The optimal model parameters were determined based on the characteristics of the model parameters and data properties. Finally, the performance of the models were evaluated using the validation set.
Results and discussion
Spectral data analysis of hyperspectral images
Extraction of average spectral curves and spectral feature analysis
Hyperspectral imaging technology was initially applied to the field of geographic remote sensing, and hyperspectral remote sensing is the frontier of current remote sensing technology. With the continuous advancement of remote sensing technology, more and more researchers have realized that hyperspectral imaging technology can be efficiently and non-destructively applied to the detection field, including agriculture, food, and medicine, because it can simultaneously collect the image and spectral information of the sample. Therefore, the data structure of the hyperspectral images we acquire is consistent with the data structure of hyperspectral images in geographic remote sensing.
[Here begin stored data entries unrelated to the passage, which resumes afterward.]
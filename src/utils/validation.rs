use crate::utils::error::{ClientError, Result};
use url::Url;

pub trait Validate {
    fn validate(&self) -> Result<()>;
}

pub fn validate_url(field_name: &str, url_str: &str) -> Result<()> {
    if url_str.is_empty() {
        return Err(ClientError::ValidationError {
            field: field_name.to_string(),
            value: url_str.to_string(),
            reason: "URL cannot be empty".to_string(),
        });
    }

    match Url::parse(url_str) {
        Ok(url) => match url.scheme() {
            "http" | "https" => Ok(()),
            scheme => Err(ClientError::ValidationError {
                field: field_name.to_string(),
                value: url_str.to_string(),
                reason: format!("Unsupported URL scheme: {}", scheme),
            }),
        },
        Err(e) => Err(ClientError::ValidationError {
            field: field_name.to_string(),
            value: url_str.to_string(),
            reason: format!("Invalid URL format: {}", e),
        }),
    }
}

pub fn validate_path(field_name: &str, path: &str) -> Result<()> {
    if path.is_empty() {
        return Err(ClientError::ValidationError {
            field: field_name.to_string(),
            value: path.to_string(),
            reason: "Path cannot be empty".to_string(),
        });
    }

    if path.contains('\0') {
        return Err(ClientError::ValidationError {
            field: field_name.to_string(),
            value: path.to_string(),
            reason: "Path contains null bytes".to_string(),
        });
    }

    Ok(())
}

/// Request data must be a JSON document when present.
pub fn validate_json_document(data: &str) -> Result<serde_json::Value> {
    serde_json::from_str(data).map_err(|source| ClientError::MalformedInput { source })
}
use crate::core::{ApiResponse, Dispatch, Method, RequestDescriptor};
use crate::domain::model::BASE_URL;
use crate::utils::error::Result;
use crate::utils::validation::validate_json_document;
use async_trait::async_trait;
use reqwest::Client;

/// Sends one request against the base host. No timeout, no retries.
pub struct RequestDispatcher {
    client: Client,
    base_url: String,
}

impl RequestDispatcher {
    pub fn new() -> Self {
        Self::with_base_url(BASE_URL)
    }

    pub fn with_base_url(base_url: impl Into<String>) -> Self {
        Self {
            client: Client::new(),
            base_url: base_url.into(),
        }
    }

    pub fn base_url(&self) -> &str {
        &self.base_url
    }
}

impl Default for RequestDispatcher {
    fn default() -> Self {
        Self::new()
    }
}

#[async_trait]
impl Dispatch for RequestDispatcher {
    async fn dispatch(&self, request: &RequestDescriptor) -> Result<ApiResponse> {
        let url = request.url(&self.base_url);

        let builder = match request.method {
            Method::Get => self.client.get(&url),
            Method::Post => {
                // 先解析 payload，格式錯誤時不發出任何請求
                let payload = request
                    .data
                    .as_deref()
                    .filter(|d| !d.is_empty())
                    .map(validate_json_document)
                    .transpose()?;

                match payload {
                    Some(body) => self.client.post(&url).json(&body),
                    None => self.client.post(&url),
                }
            }
        };

        tracing::debug!("Sending {} request to: {}", request.method, url);
        let response = builder.send().await?;

        let status = response.status().as_u16();
        tracing::debug!("API response status: {}", status);

        let body = response.text().await?;
        tracing::debug!("Received {} bytes", body.len());

        Ok(ApiResponse { status, body })
    }
}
ENVI is the specialized software used to process and extract geographic remote sensing image data and is effective in extracting features from fiber spectral images. The original fiber image and hyperspectral image and their spectral line in the ENVI were shown in Figure 3, using the wool sample.
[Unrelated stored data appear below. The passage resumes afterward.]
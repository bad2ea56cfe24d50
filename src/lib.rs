pub mod config;
pub mod core;
pub mod domain;
pub mod utils;

#[cfg(feature = "cli")]
pub use config::CliConfig;

pub use config::cli::LocalStorage;
pub use core::{client::RestfulClient, dispatcher::RequestDispatcher};
pub use domain::model::{ApiResponse, Method, Outcome, OutputFormat, RequestDescriptor, BASE_URL};
pub use utils::error::{ClientError, Result};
Original fiber image (a), hyperspectral image (b), spectral line (c), and ROI in the image (d).
In this study, we used the regions of interest (ROI) tool in ENVI software to extract spectral information from samples, as shown in Figure 3(d). The main role of the ROI tool is image cropping, data extraction and data analysis. It can select specific areas from a large range of images as research objects, accurately extract data within areas of interest, and reduce unnecessary calculations and storage.
For each image, 10 regions of interest (ROIs) were randomly chosen to extract the average spectral curves. This resulted in a total of 385 spectral curves, with each curve representing a sample for subsequent analysis and model training. Among these samples, 225 were labeled as wool, while 160 were labeled as cashmere. Figure 4(a) shows the stacked plot of the original spectral curves. As we can see from the figure, when all the wool and cashmere spectral data were stacked together, the difference between them is very slight.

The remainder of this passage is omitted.